Let me just say, when you have a child with several life threatening food allergies, this type of thing can send one into a mild panic (especially when one already suffers from anxiety, and especially, when ones husband is out of town!). I took one glance at the rash, and put my little minivan right into reverse, calling the doctor to let him know that we were on our way! I would like to add, that at this point I was approximately 35-40 min away from the Dr.'s office, while if we had gone straight there from school, it would have been a 10-15 min drive, but, I digress. I remained calm, realizing that since he had had the rash ALL DAY, that he obviously was not having an anaphalactic reaction or anything like that.
We made it to Dr. Savy's office, where my 3 year old (not the patient) immediately asked the Dr "Is my bubby going to be ok?" When Dr. Savy gently put her 3 year old worries to rest, she then said "Ok, well can I have a sucker?" Oh to live in that sweet world!
After glancing at the rash, checking the lungs etc, the Dr. concluded that it must be some sort of virus, although there was no fever, no swollen throat etc. He gave me a couple of prescriptions, along with a hug (such a sweet Dr), and sent me on my way. I have been relatively satisfied with this diagnosis, until now! Let's just say that currently, I am strongly resisting the urge to google, and self diagnos! I am a master of the google self diagnosis! A talent probably passed along from my mom...or my dad! A gift that keeps on giving :)

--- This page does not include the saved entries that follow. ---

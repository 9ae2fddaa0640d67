// src/media.rs

use std::{fmt, path::PathBuf};

use async_trait::async_trait;
use axum::body::Bytes;
use serde::{Deserialize, Serialize};
use url::Url;

/// One file part received from a multipart form.
#[derive(Debug, Clone)]
pub struct MediaUpload {
    pub file_name: Option<String>,
    pub content_type: Option<String>,
    pub bytes: Bytes,
}

/// Where an uploaded file ended up.
#[derive(Debug, Clone, PartialEq, Serialize, Deserialize)]
#[serde(rename_all = "camelCase")]
pub struct MediaAsset {
    pub url: String,
    pub public_id: String,
    /// Seconds, when the backend can determine it.
    #[serde(default, skip_serializing_if = "Option::is_none")]
    pub duration: Option<f64>,
}

#[derive(Debug)]
pub enum MediaError {
    Empty(String),
    Storage(String),
}

impl fmt::Display for MediaError {
    fn fmt(&self, f: &mut fmt::Formatter<'_>) -> fmt::Result {
        match self {
            MediaError::Empty(what) => write!(f, "{} is empty", what),
            MediaError::Storage(msg) => write!(f, "media storage failed: {}", msg),
        }
    }
}

impl std::error::Error for MediaError {}

#[async_trait]
pub trait MediaStorage: Send + Sync {
    async fn upload(&self, upload: MediaUpload) -> Result<MediaAsset, MediaError>;

    /// Removes a previously uploaded file. Unknown ids are not an error.
    async fn remove(&self, public_id: &str) -> Result<(), MediaError>;
}

/// Stores uploads on the local filesystem and serves them under `/media/`.
pub struct LocalMediaStorage {
    root: PathBuf,
    base_url: Url,
}

impl LocalMediaStorage {
    pub fn new(root: impl Into<PathBuf>, base_url: Url) -> Self {
        Self {
            root: root.into(),
            base_url,
        }
    }

    pub fn root(&self) -> &PathBuf {
        &self.root
    }
}

/// Lowercase alphanumeric extension of `file_name`, or `bin`.
fn extension(file_name: Option<&str>) -> String {
    file_name
        .and_then(|name| std::path::Path::new(name).extension())
        .and_then(|ext| ext.to_str())
        .filter(|ext| !ext.is_empty() && ext.len() <= 8 && ext.chars().all(|c| c.is_ascii_alphanumeric()))
        .map(str::to_ascii_lowercase)
        .unwrap_or_else(|| "bin".to_string())
}

/// Public ids are bare file names produced by `upload`.
fn is_safe_public_id(public_id: &str) -> bool {
    !public_id.is_empty()
        && public_id
            .chars()
            .all(|c| c.is_ascii_alphanumeric() || c == '.')
        && !public_id.contains("..")
}

#[async_trait]
impl MediaStorage for LocalMediaStorage {
    async fn upload(&self, upload: MediaUpload) -> Result<MediaAsset, MediaError> {
        if upload.bytes.is_empty() {
            return Err(MediaError::Empty(
                upload.file_name.unwrap_or_else(|| "upload".to_string()),
            ));
        }

        let public_id = format!(
            "{}.{}",
            uuid::Uuid::new_v4().simple(),
            extension(upload.file_name.as_deref())
        );

        tokio::fs::create_dir_all(&self.root)
            .await
            .map_err(|e| MediaError::Storage(e.to_string()))?;
        tokio::fs::write(self.root.join(&public_id), &upload.bytes)
            .await
            .map_err(|e| MediaError::Storage(e.to_string()))?;

        let url = self
            .base_url
            .join(&format!("media/{}", public_id))
            .map_err(|e| MediaError::Storage(e.to_string()))?;

        tracing::info!(
            public_id = %public_id,
            bytes = upload.bytes.len(),
            content_type = upload.content_type.as_deref().unwrap_or("unknown"),
            "stored upload"
        );

        Ok(MediaAsset {
            url: url.to_string(),
            public_id,
            duration: None,
        })
    }

    async fn remove(&self, public_id: &str) -> Result<(), MediaError> {
        if !is_safe_public_id(public_id) {
            return Err(MediaError::Storage(format!("refusing to remove '{}'", public_id)));
        }
        match tokio::fs::remove_file(self.root.join(public_id)).await {
            Ok(()) => Ok(()),
            Err(e) if e.kind() == std::io::ErrorKind::NotFound => Ok(()),
            Err(e) => Err(MediaError::Storage(e.to_string())),
        }
    }
}
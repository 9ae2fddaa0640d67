// src/error.rs

use axum::{
    Json,
    extract::rejection::JsonRejection,
    http::StatusCode,
    response::{IntoResponse, Response},
};
use serde_json::json;
use std::fmt;

use crate::{media::MediaError, store::StoreError};

/// Global Application Error Enum.
/// Centralizes error handling and mapping to HTTP responses.
#[derive(Debug)]
pub enum AppError {
    // 500 Internal Server Error
    InternalServerError(String),

    // 400 Bad Request (malformed identifier, missing field)
    BadRequest(String),

    // 401 Unauthorized
    AuthError(String),

    // 403 Forbidden (authenticated but not the owner)
    Forbidden(String),

    // 404 Not Found
    NotFound(String),

    // 409 Conflict (e.g., duplicate username)
    Conflict(String),
}

impl AppError {
    pub fn status_code(&self) -> StatusCode {
        match self {
            AppError::InternalServerError(_) => StatusCode::INTERNAL_SERVER_ERROR,
            AppError::BadRequest(_) => StatusCode::BAD_REQUEST,
            AppError::AuthError(_) => StatusCode::UNAUTHORIZED,
            AppError::Forbidden(_) => StatusCode::FORBIDDEN,
            AppError::NotFound(_) => StatusCode::NOT_FOUND,
            AppError::Conflict(_) => StatusCode::CONFLICT,
        }
    }
}

impl fmt::Display for AppError {
    fn fmt(&self, f: &mut fmt::Formatter<'_>) -> fmt::Result {
        write!(f, "{:?}", self)
    }
}

impl std::error::Error for AppError {}

/// Implements `IntoResponse` for `AppError`.
/// Converts the error into the uniform JSON error envelope with the matching HTTP status code.
impl IntoResponse for AppError {
    fn into_response(self) -> Response {
        let status = self.status_code();
        let message = match self {
            AppError::InternalServerError(msg) => {
                tracing::error!("Internal Server Error: {}", msg);
                "Internal Server Error".to_string()
            }
            AppError::BadRequest(msg)
            | AppError::AuthError(msg)
            | AppError::Forbidden(msg)
            | AppError::NotFound(msg)
            | AppError::Conflict(msg) => msg,
        };
        let body = Json(json!({
            "statusCode": status.as_u16(),
            "data": null,
            "message": message,
            "success": false,
            "errors": [],
        }));

        (status, body).into_response()
    }
}

/// Converts store failures into `AppError`.
/// Allows using `?` operator on store calls.
impl From<StoreError> for AppError {
    fn from(err: StoreError) -> Self {
        match err {
            StoreError::Duplicate(msg) => AppError::Conflict(msg),
            other => AppError::InternalServerError(other.to_string()),
        }
    }
}

/// Media that cannot be stored is treated as missing input, not a server fault.
impl From<MediaError> for AppError {
    fn from(err: MediaError) -> Self {
        tracing::warn!("Media upload failed: {}", err);
        AppError::BadRequest(err.to_string())
    }
}

impl From<serde_json::Error> for AppError {
    fn from(err: serde_json::Error) -> Self {
        AppError::InternalServerError(err.to_string())
    }
}

impl From<axum::extract::multipart::MultipartError> for AppError {
    fn from(err: axum::extract::multipart::MultipartError) -> Self {
        AppError::BadRequest(err.body_text())
    }
}

/// Unreadable JSON bodies get the error envelope instead of axum's plain-text rejection.
impl From<JsonRejection> for AppError {
    fn from(rejection: JsonRejection) -> Self {
        AppError::BadRequest(rejection.body_text())
    }
}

I have decided that I will tell my little "anxiety part", as I so fondly refer to it, that I am not going to work myself up tonight, and that although, I am keenly aware of it's presence, it will have to be set aside for now. That's years of good therapy right there people!
However, I don't know that I will be able to convince this mama's heart to leave her little boys side, and go to bed anytime soon :) Praying that all is well with my sweet, precious, hilarious, tender-hearted, adorable little boy! I love you P!